§ TASK DETAILS
The lines to be copied are those below that contain "ImageFormat".

§ TASK DATA
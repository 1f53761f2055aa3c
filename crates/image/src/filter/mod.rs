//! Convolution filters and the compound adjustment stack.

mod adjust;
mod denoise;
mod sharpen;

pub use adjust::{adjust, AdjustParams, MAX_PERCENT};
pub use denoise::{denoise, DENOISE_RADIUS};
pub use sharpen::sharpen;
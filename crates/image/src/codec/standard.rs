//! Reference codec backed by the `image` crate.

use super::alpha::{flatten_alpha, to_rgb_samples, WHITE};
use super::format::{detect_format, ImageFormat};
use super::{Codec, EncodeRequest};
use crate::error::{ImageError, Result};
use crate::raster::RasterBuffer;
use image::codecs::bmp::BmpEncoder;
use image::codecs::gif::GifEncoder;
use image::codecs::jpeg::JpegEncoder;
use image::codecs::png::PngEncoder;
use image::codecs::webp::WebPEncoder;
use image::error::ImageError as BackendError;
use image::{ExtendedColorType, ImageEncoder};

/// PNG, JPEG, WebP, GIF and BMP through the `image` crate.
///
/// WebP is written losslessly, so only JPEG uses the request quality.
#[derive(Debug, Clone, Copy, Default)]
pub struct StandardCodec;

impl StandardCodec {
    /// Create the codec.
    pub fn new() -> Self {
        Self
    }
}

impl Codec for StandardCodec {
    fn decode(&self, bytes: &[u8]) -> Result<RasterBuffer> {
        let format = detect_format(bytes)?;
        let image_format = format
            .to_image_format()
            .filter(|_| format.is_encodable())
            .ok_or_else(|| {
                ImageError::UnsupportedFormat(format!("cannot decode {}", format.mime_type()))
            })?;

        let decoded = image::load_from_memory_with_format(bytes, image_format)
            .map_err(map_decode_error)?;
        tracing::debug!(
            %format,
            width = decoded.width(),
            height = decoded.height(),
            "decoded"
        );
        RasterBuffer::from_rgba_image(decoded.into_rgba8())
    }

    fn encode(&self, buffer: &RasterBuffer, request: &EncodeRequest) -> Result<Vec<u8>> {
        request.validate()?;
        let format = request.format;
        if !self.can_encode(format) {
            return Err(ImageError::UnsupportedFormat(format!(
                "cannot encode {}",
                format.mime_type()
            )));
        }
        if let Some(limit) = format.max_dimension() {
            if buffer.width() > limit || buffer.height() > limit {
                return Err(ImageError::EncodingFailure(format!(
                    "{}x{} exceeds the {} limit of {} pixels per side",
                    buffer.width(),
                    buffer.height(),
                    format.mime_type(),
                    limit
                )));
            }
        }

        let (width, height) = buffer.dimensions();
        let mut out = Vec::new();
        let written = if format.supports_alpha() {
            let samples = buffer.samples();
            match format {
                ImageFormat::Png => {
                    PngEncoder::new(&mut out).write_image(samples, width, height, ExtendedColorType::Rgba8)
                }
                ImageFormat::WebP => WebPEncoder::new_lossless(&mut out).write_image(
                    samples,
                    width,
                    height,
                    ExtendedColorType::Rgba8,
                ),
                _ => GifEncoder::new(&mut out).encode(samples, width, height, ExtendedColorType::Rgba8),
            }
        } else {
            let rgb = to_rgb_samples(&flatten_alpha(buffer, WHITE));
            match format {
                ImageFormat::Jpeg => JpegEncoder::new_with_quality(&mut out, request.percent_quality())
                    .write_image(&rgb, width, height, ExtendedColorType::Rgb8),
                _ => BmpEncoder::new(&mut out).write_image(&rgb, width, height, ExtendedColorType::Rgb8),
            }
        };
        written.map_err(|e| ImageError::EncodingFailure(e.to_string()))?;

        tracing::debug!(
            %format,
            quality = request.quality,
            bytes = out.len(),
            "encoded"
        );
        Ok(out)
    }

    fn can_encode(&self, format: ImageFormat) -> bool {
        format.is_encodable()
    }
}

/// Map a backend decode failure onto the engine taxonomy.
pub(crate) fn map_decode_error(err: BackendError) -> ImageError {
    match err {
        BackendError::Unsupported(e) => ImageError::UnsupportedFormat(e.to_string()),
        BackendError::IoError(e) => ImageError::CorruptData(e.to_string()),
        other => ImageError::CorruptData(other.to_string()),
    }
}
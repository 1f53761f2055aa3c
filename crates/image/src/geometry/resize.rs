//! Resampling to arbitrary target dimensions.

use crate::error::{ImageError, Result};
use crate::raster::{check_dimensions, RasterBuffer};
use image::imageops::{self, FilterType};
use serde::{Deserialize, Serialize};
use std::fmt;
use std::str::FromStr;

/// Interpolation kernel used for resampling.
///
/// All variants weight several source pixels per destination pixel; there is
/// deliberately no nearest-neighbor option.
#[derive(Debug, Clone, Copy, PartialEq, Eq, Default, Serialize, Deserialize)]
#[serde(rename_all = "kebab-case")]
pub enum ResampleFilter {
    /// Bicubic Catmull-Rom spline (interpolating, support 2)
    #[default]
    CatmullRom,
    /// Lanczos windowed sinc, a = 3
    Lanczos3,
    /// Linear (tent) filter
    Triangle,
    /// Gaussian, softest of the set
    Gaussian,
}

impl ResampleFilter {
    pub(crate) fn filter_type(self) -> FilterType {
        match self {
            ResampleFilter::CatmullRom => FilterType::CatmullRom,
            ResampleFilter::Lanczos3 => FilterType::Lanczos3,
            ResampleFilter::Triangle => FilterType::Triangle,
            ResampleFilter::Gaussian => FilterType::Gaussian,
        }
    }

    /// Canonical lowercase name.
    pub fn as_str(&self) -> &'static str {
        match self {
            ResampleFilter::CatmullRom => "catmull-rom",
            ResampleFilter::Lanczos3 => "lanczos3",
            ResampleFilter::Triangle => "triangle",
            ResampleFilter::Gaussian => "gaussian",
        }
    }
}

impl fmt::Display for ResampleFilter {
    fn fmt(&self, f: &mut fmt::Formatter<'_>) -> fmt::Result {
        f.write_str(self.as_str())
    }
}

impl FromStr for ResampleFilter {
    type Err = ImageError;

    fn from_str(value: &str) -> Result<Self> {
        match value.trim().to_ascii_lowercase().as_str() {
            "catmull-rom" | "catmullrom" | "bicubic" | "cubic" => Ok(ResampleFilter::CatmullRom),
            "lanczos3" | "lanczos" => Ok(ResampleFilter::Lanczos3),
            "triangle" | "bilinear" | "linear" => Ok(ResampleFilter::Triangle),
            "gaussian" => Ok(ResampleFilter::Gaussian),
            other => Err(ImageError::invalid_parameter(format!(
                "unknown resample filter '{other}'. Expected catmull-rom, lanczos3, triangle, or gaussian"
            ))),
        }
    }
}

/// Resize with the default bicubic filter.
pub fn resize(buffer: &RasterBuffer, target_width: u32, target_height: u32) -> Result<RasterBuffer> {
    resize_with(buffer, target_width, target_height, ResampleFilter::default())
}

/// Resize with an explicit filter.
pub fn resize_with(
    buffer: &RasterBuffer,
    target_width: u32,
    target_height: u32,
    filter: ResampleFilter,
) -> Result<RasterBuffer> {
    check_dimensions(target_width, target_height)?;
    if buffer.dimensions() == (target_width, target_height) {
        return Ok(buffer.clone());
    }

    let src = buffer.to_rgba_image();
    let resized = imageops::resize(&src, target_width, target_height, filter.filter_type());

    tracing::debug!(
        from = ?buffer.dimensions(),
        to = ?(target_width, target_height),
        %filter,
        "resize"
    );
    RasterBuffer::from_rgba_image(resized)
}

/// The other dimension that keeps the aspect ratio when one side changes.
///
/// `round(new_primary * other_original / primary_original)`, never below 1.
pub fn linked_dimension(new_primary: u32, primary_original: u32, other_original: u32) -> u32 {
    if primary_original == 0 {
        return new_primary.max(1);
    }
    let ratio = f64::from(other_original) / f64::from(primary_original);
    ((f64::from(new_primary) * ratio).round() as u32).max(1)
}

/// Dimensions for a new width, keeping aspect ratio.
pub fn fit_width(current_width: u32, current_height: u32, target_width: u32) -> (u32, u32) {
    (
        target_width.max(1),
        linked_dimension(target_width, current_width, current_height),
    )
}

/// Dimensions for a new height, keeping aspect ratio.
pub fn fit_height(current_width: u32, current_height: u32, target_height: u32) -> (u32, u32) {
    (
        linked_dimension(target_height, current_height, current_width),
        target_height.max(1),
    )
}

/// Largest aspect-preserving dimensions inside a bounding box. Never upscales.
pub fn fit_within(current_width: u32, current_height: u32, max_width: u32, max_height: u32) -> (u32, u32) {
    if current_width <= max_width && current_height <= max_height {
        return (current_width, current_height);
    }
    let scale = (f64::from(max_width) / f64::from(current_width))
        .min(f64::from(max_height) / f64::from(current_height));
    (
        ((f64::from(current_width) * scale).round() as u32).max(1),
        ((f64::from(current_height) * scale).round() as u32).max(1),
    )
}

§ TASK RESPONSE
use super::format::{detect_format, ImageFormat};
                ImageFormat::Png => {
                ImageFormat::WebP => WebPEncoder::new_lossless(&mut out).write_image(
                ImageFormat::Jpeg => JpegEncoder::new_with_quality(&mut out, request.percent_quality())
    fn can_encode(&self, format: ImageFormat) -> bool {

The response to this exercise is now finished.